In 2017, astronomers detected gravitational waves from colliding neutron stars for the first time: a kilonova. Enormous amounts of heavy metals were detected in the light from the explosion, and astronomers continued to watch the expanding debris cloud.
Researchers have continued to study this event. Now, using a three-dimensional computer simulation, they have created a new recreation of this merger — second by second, as it happened — giving insights into all the high-energy mayhem and heavy elements formation in this catastrophic event.
This artist’s impression shows two tiny but very dense neutron stars at the point at which they merge and explode as a kilonova. Such a very rare event is expected to produce both gravitational waves and a short gamma-ray burst, both of which were observed on 17 August 2017. Subsequent detailed observations with many telescopes confirmed that this object, seen in the galaxy NGC 4993 about 130 million light-years from the Earth, is indeed a kilonova. Such objects are the main source of very heavy chemical elements, such as gold and platinum, in the Universe.
“The unprecedented agreement between our simulations and the observation of kilonova AT2017gfo [also known as GW170817] indicates that we understand broadly what has taken place in the explosion and aftermath,” said Luke J. Shingles, scientist at GSI Helmholtz Centre for Heavy Ion Research and the Facility for Antiproton and Ion Research (GSI/FAIR) in Germany. Shingles is the lead author of a new paper in published in Astrophysical Journal Letters.
Neutron stars are the crushed, leftover cores of massive stars that long ago exploded as supernovas. The merging stars likely had masses between 10 and 60 percent greater than that of our Sun, but they were no wider than an average-sized city. The pair whirled around each other hundreds of times a second. As they drew closer and orbited faster, the stars eventually broke apart and merged, producing both a gamma-ray burst and a rarely seen explosion called a kilonova.
This event was observed on August 17, 2017 by the LIGO–Virgo gravitational wave facilities. Several telescopes watched the aftermath of this event including the space telescopes Swift, Hubble, Chandra and Spitzer missions, along with dozens of ground-based observatories. The Pan-STARRS survey was able to capture the fading glow of the blast’s expanding debris.
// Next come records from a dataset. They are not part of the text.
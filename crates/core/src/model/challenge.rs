use serde::{Deserialize, Serialize};
use thiserror::Error;

use crate::model::ids::{ChallengeId, LessonId, OptionId};

/// Heading shown for `ASSIST` challenges instead of the raw question.
pub const ASSIST_TITLE: &str = "Select the correct meaning";

//
// ─── ERRORS ────────────────────────────────────────────────────────────────────
//

#[derive(Debug, Error, Clone, PartialEq, Eq)]
#[non_exhaustive]
pub enum ChallengeError {
    #[error("challenge question cannot be empty")]
    EmptyQuestion,

    #[error("challenge {challenge} has no options")]
    NoOptions { challenge: ChallengeId },

    #[error("option {option} belongs to challenge {owner}, not {challenge}")]
    ForeignOption {
        challenge: ChallengeId,
        option: OptionId,
        owner: ChallengeId,
    },

    #[error("challenge {challenge} must have exactly one correct option, found {found}")]
    CorrectOptionCount { challenge: ChallengeId, found: usize },

    #[error("unknown challenge type: {0}")]
    UnknownKind(String),
}

//
// ─── KIND ──────────────────────────────────────────────────────────────────────
//

/// How a challenge is presented.
///
/// - `Select`: the question is the heading, options are picture cards.
/// - `Assist`: a fixed heading with the question in a speech bubble.
#[derive(Debug, Clone, Copy, PartialEq, Eq, Hash, Serialize, Deserialize)]
#[serde(rename_all = "SCREAMING_SNAKE_CASE")]
pub enum ChallengeKind {
    Select,
    Assist,
}

impl ChallengeKind {
    #[must_use]
    pub fn as_str(self) -> &'static str {
        match self {
            ChallengeKind::Select => "SELECT",
            ChallengeKind::Assist => "ASSIST",
        }
    }

    /// Parses the persisted representation (`SELECT` / `ASSIST`).
    ///
    /// # Errors
    ///
    /// Returns `ChallengeError::UnknownKind` for any other value.
    pub fn parse(value: &str) -> Result<Self, ChallengeError> {
        match value {
            "SELECT" => Ok(Self::Select),
            "ASSIST" => Ok(Self::Assist),
            other => Err(ChallengeError::UnknownKind(other.to_owned())),
        }
    }
}

//
// ─── OPTION ────────────────────────────────────────────────────────────────────
//

/// One answer option of a challenge.
#[derive(Debug, Clone, PartialEq, Eq, Serialize, Deserialize)]
pub struct ChallengeOption {
    pub id: OptionId,
    pub challenge_id: ChallengeId,
    pub text: String,
    pub correct: bool,
    pub image_src: Option<String>,
    pub audio_src: Option<String>,
}

impl ChallengeOption {
    #[must_use]
    pub fn new(id: OptionId, challenge_id: ChallengeId, text: impl Into<String>, correct: bool) -> Self {
        Self {
            id,
            challenge_id,
            text: text.into(),
            correct,
            image_src: None,
            audio_src: None,
        }
    }

    #[must_use]
    pub fn with_image(mut self, src: impl Into<String>) -> Self {
        self.image_src = Some(src.into());
        self
    }

    #[must_use]
    pub fn with_audio(mut self, src: impl Into<String>) -> Self {
        self.audio_src = Some(src.into());
        self
    }
}

//
// ─── CHALLENGE ─────────────────────────────────────────────────────────────────
//

/// A single multiple-choice question of a lesson.
///
/// Always holds exactly one correct option. `completed` is derived from the
/// learner's progress records by whoever loads the challenge.
#[derive(Debug, Clone, PartialEq, Eq, Serialize)]
pub struct Challenge {
    id: ChallengeId,
    lesson_id: LessonId,
    kind: ChallengeKind,
    question: String,
    order: u32,
    options: Vec<ChallengeOption>,
    completed: bool,
}

impl Challenge {
    /// Creates a validated challenge.
    ///
    /// # Errors
    ///
    /// Returns `ChallengeError` if the question is blank, there are no options,
    /// an option points at another challenge, or the number of correct
    /// options is not exactly one.
    pub fn new(
        id: ChallengeId,
        lesson_id: LessonId,
        kind: ChallengeKind,
        question: impl Into<String>,
        order: u32,
        options: Vec<ChallengeOption>,
    ) -> Result<Self, ChallengeError> {
        let question = question.into();
        if question.trim().is_empty() {
            return Err(ChallengeError::EmptyQuestion);
        }
        if options.is_empty() {
            return Err(ChallengeError::NoOptions { challenge: id });
        }
        if let Some(foreign) = options.iter().find(|o| o.challenge_id != id) {
            return Err(ChallengeError::ForeignOption {
                challenge: id,
                option: foreign.id,
                owner: foreign.challenge_id,
            });
        }
        let found = options.iter().filter(|o| o.correct).count();
        if found != 1 {
            return Err(ChallengeError::CorrectOptionCount {
                challenge: id,
                found,
            });
        }

        Ok(Self {
            id,
            lesson_id,
            kind,
            question,
            order,
            options,
            completed: false,
        })
    }

    #[must_use]
    pub fn with_completed(mut self, completed: bool) -> Self {
        self.completed = completed;
        self
    }

    #[must_use]
    pub fn id(&self) -> ChallengeId {
        self.id
    }

    #[must_use]
    pub fn lesson_id(&self) -> LessonId {
        self.lesson_id
    }

    #[must_use]
    pub fn kind(&self) -> ChallengeKind {
        self.kind
    }

    #[must_use]
    pub fn question(&self) -> &str {
        &self.question
    }

    #[must_use]
    pub fn order(&self) -> u32 {
        self.order
    }

    #[must_use]
    pub fn options(&self) -> &[ChallengeOption] {
        &self.options
    }

    #[must_use]
    pub fn completed(&self) -> bool {
        self.completed
    }

    /// Heading to display above the options.
    #[must_use]
    pub fn title(&self) -> &str {
        match self.kind {
            ChallengeKind::Assist => ASSIST_TITLE,
            ChallengeKind::Select => &self.question,
        }
    }

    #[must_use]
    pub fn option(&self, id: OptionId) -> Option<&ChallengeOption> {
        self.options.iter().find(|o| o.id == id)
    }

    #[must_use]
    pub fn correct_option(&self) -> Option<&ChallengeOption> {
        self.options.iter().find(|o| o.correct)
    }
}

//
// ─── TESTS ─────────────────────────────────────────────────────────────────────
//
mod quiz;
mod view;
mod workflow;

// Public API of the session subsystem.
pub use crate::error::SessionError;
pub use quiz::{QuizSession, QuizStep};
pub use view::{ChallengeView, OptionView, QuizView};
pub use workflow::QuizService;
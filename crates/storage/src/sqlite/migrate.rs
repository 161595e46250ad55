use chrono::Utc;
use sqlx::SqlitePool;

use super::SqliteInitError;

const SCHEMA_V1: &[&str] = &[
    r"
        CREATE TABLE IF NOT EXISTS courses (
            id INTEGER PRIMARY KEY,
            title TEXT NOT NULL,
            image_src TEXT NOT NULL
        );
    ",
    r"
        CREATE TABLE IF NOT EXISTS units (
            id INTEGER PRIMARY KEY,
            course_id INTEGER NOT NULL,
            title TEXT NOT NULL,
            description TEXT NOT NULL,
            sort_order INTEGER NOT NULL CHECK (sort_order >= 0),
            FOREIGN KEY (course_id) REFERENCES courses(id) ON DELETE CASCADE
        );
    ",
    r"
        CREATE TABLE IF NOT EXISTS lessons (
            id INTEGER PRIMARY KEY,
            unit_id INTEGER NOT NULL,
            title TEXT NOT NULL,
            sort_order INTEGER NOT NULL CHECK (sort_order >= 0),
            FOREIGN KEY (unit_id) REFERENCES units(id) ON DELETE CASCADE
        );
    ",
    r"
        CREATE TABLE IF NOT EXISTS challenges (
            id INTEGER PRIMARY KEY,
            lesson_id INTEGER NOT NULL,
            kind TEXT NOT NULL CHECK (kind IN ('SELECT', 'ASSIST')),
            question TEXT NOT NULL,
            sort_order INTEGER NOT NULL CHECK (sort_order >= 0),
            FOREIGN KEY (lesson_id) REFERENCES lessons(id) ON DELETE CASCADE
        );
    ",
    r"
        CREATE TABLE IF NOT EXISTS challenge_options (
            id INTEGER PRIMARY KEY,
            challenge_id INTEGER NOT NULL,
            text TEXT NOT NULL,
            correct INTEGER NOT NULL CHECK (correct IN (0, 1)),
            image_src TEXT,
            audio_src TEXT,
            FOREIGN KEY (challenge_id) REFERENCES challenges(id) ON DELETE CASCADE
        );
    ",
    r"
        CREATE TABLE IF NOT EXISTS user_progress (
            user_id TEXT PRIMARY KEY,
            user_name TEXT NOT NULL,
            user_image_src TEXT NOT NULL,
            active_course_id INTEGER,
            hearts INTEGER NOT NULL CHECK (hearts BETWEEN 0 AND 5),
            points INTEGER NOT NULL CHECK (points >= 0),
            FOREIGN KEY (active_course_id) REFERENCES courses(id) ON DELETE SET NULL
        );
    ",
    r"
        CREATE TABLE IF NOT EXISTS challenge_progress (
            id INTEGER PRIMARY KEY,
            user_id TEXT NOT NULL,
            challenge_id INTEGER NOT NULL,
            completed INTEGER NOT NULL CHECK (completed IN (0, 1)),
            FOREIGN KEY (challenge_id) REFERENCES challenges(id) ON DELETE CASCADE
        );
    ",
    r"
        CREATE TABLE IF NOT EXISTS user_subscription (
            user_id TEXT PRIMARY KEY,
            customer_id TEXT NOT NULL,
            subscription_id TEXT NOT NULL,
            price_id TEXT NOT NULL,
            current_period_end TEXT NOT NULL
        );
    ",
    r"
        CREATE INDEX IF NOT EXISTS idx_units_course_order
            ON units(course_id, sort_order, id);
    ",
    r"
        CREATE INDEX IF NOT EXISTS idx_lessons_unit_order
            ON lessons(unit_id, sort_order, id);
    ",
    r"
        CREATE INDEX IF NOT EXISTS idx_challenges_lesson_order
            ON challenges(lesson_id, sort_order, id);
    ",
    r"
        CREATE INDEX IF NOT EXISTS idx_challenge_progress_user_challenge
            ON challenge_progress(user_id, challenge_id);
    ",
    r"
        CREATE INDEX IF NOT EXISTS idx_user_progress_points
            ON user_progress(points DESC);
    ",
];

/// Runs the versioned migrations recorded in `schema_migrations`.
///
/// Version 1 creates the catalogue (courses, units, lessons, challenges,
/// options) and the per-learner tables (progress, challenge records,
/// subscriptions).
pub async fn run_migrations(pool: &SqlitePool) -> Result<(), SqliteInitError> {
    async fn is_applied(pool: &SqlitePool, version: i64) -> Result<bool, sqlx::Error> {
        let row = sqlx::query("SELECT 1 FROM schema_migrations WHERE version = ?1")
            .bind(version)
            .fetch_optional(pool)
            .await?;
        Ok(row.is_some())
    }

    sqlx::query(
        r"
            CREATE TABLE IF NOT EXISTS schema_migrations (
                version INTEGER PRIMARY KEY,
                applied_at TEXT NOT NULL
            );
            ",
    )
    .execute(pool)
    .await?;

    if !is_applied(pool, 1).await? {
        let mut tx = pool.begin().await?;

        for statement in SCHEMA_V1 {
            sqlx::query(statement).execute(&mut *tx).await?;
        }

        sqlx::query(
            r"
                INSERT INTO schema_migrations (version, applied_at)
                VALUES (?1, ?2)
                ON CONFLICT(version) DO NOTHING
            ",
        )
        .bind(1_i64)
        .bind(Utc::now())
        .execute(&mut *tx)
        .await?;

        tx.commit().await?;
        tracing::info!(version = 1, "applied schema migration");
    }

    Ok(())
}
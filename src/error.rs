//! Crate-wide error taxonomy.
//!
//! Every failure surfaced across a module boundary is one of these
//! variants; `code()` yields the stable short code used by the CLI error
//! format (`Exception: <code> - <message>`).

use thiserror::Error;

/// Errors produced by the load balancer core.
#[derive(Debug, Error)]
pub enum Error {
    /// A caller violated an API contract (zero size, out-of-range value).
    #[error("{0}")]
    InvalidInput(String),

    /// Configuration failed semantic validation.
    #[error("{0}")]
    Validation(String),

    /// A socket or file syscall failed.
    #[error(transparent)]
    Network(#[from] std::io::Error),

    /// The configuration file does not parse as YAML.
    #[error(transparent)]
    Parse(#[from] serde_yaml::Error),
}

impl Error {
    /// Stable short code for the CLI error format.
    pub fn code(&self) -> &'static str {
        match self {
            Error::InvalidInput(_) => "invalid_input",
            Error::Validation(_) => "validation",
            Error::Network(_) => "network",
            Error::Parse(_) => "parsing",
        }
    }
}

pub type Result<T> = std::result::Result<T, Error>;

#[cfg(test)]
mod tests {
    use super::*;

    #[test]
    fn test_error_codes() {
        assert_eq!(Error::InvalidInput("x".into()).code(), "invalid_input");
        assert_eq!(Error::Validation("x".into()).code(), "validation");
        let io = std::io::Error::new(std::io::ErrorKind::Other, "boom");
        assert_eq!(Error::Network(io).code(), "network");
    }

    #[test]
    fn test_io_error_converts() {
        fn fails() -> Result<()> {
            Err(std::io::Error::new(std::io::ErrorKind::AddrInUse, "taken"))?;
            Ok(())
        }
        assert!(matches!(fails().unwrap_err(), Error::Network(_)));
    }
}
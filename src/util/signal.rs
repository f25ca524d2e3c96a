//! Interrupt handling via the self-pipe trick.
//!
//! The signal handler only writes one byte to a pipe (the lone
//! async-signal-safe thing to do); a watcher thread blocks on the read
//! end and runs the registered hook.

use std::io;
use std::sync::atomic::{AtomicI32, Ordering};
use std::thread;

static PIPE_WRITE_FD: AtomicI32 = AtomicI32::new(-1);

extern "C" fn handle_signal(_signal: libc::c_int) {
    let fd = PIPE_WRITE_FD.load(Ordering::Relaxed);
    if fd >= 0 {
        let byte = [1u8];
        unsafe {
            libc::write(fd, byte.as_ptr().cast(), 1);
        }
    }
}

/// Run `hook` once on the first SIGINT or SIGTERM.
///
/// May only be installed once per process.
pub fn on_interrupt(hook: impl FnOnce() + Send + 'static) -> io::Result<()> {
    let mut fds = [0 as libc::c_int; 2];
    let rc = unsafe { libc::pipe2(fds.as_mut_ptr(), libc::O_CLOEXEC) };
    if rc != 0 {
        return Err(io::Error::last_os_error());
    }
    let (read_fd, write_fd) = (fds[0], fds[1]);
    PIPE_WRITE_FD.store(write_fd, Ordering::Relaxed);

    unsafe {
        libc::signal(libc::SIGINT, handle_signal as libc::sighandler_t);
        libc::signal(libc::SIGTERM, handle_signal as libc::sighandler_t);
    }

    thread::spawn(move || {
        let mut byte = [0u8; 1];
        unsafe {
            libc::read(read_fd, byte.as_mut_ptr().cast(), 1);
        }
        hook();
    });
    Ok(())
}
At a press briefing shortly after the detection of this event — observed both in graviational waves and light — researcher Edo Berger, from the Harvard Smithsonian Center for Astrophysics said, “These observations reveal the direct fingerprints of the heaviest elements in the periodic table. “The collision of the two neutron stars produced 10 times of mass of Earth in gold and platinum alone. Think about how as these materials are flying out of this event, they eventually combine with other elements to form stars, planets, life … and jewelry.”
The data from all the observatories now have allowed the researchers to produce, for the first time, a three-dimensional simulation that recreates the neutron-star merger and the subsequent radiative transfer with tens of millions of atomic transitions of heavy elements.
A three-D morphology of a kilonova. Mollweide projections of direction-dependent quantities for 3D AD2 UVOIR packets arriving at the observer between 1.3 and 1.7 days: radiant intensity times 4? solid angle (top), mean temperature at last interaction (middle), and line-of-sight velocity at last interaction (bottom). For these figures, we use 32 × 32 direction bins, uniformly spaced in azimuthal angle (horizontal) and cosine of the polar angle (vertical) to give the same solid angle in each bin. Credit: Luke Shingles et al, 2023.
The researchers said that with a 3D model, the observed light can be predicted for any viewing direction. For example, when viewed nearly perpendicular to the orbital plane of the two neutron stars (as observational evidence indicates for the kilonova AT2017gfo) the model predicts a sequence of spectral distributions that look remarkably like the observations for AT2017gfo.
“Research in this area will help us to understand the origins of elements heavier than iron (such as platinum and gold) that were mainly produced by the rapid neutron capture process in neutron star mergers,” said Shingles in a GSI/FAIR press release.
In their paper, the team said about half of the elements heavier than iron are produced during an event like a kilonova, within the environment of extreme temperatures and neutron densities. The explosion ejects matter with just the right conditions to “produce unstable neutron-rich heavy nuclei by a sequence of neutron captures and beta-decays. These nuclei decay to stability, liberating energy that powers an explosive ‘kilonova’ transient, a bright emission of light that rapidly fades in about a week.”
The researchers said their 3D simulation combines several areas of physics, including the behavior of matter at high densities, the properties of unstable heavy nuclei, and atom-light interactions of heavy elements.
With further research, they hope to increase the precision with which they can predict and understand features in the spectra, which will further our understanding of the conditions in which heavy elements are synthesized.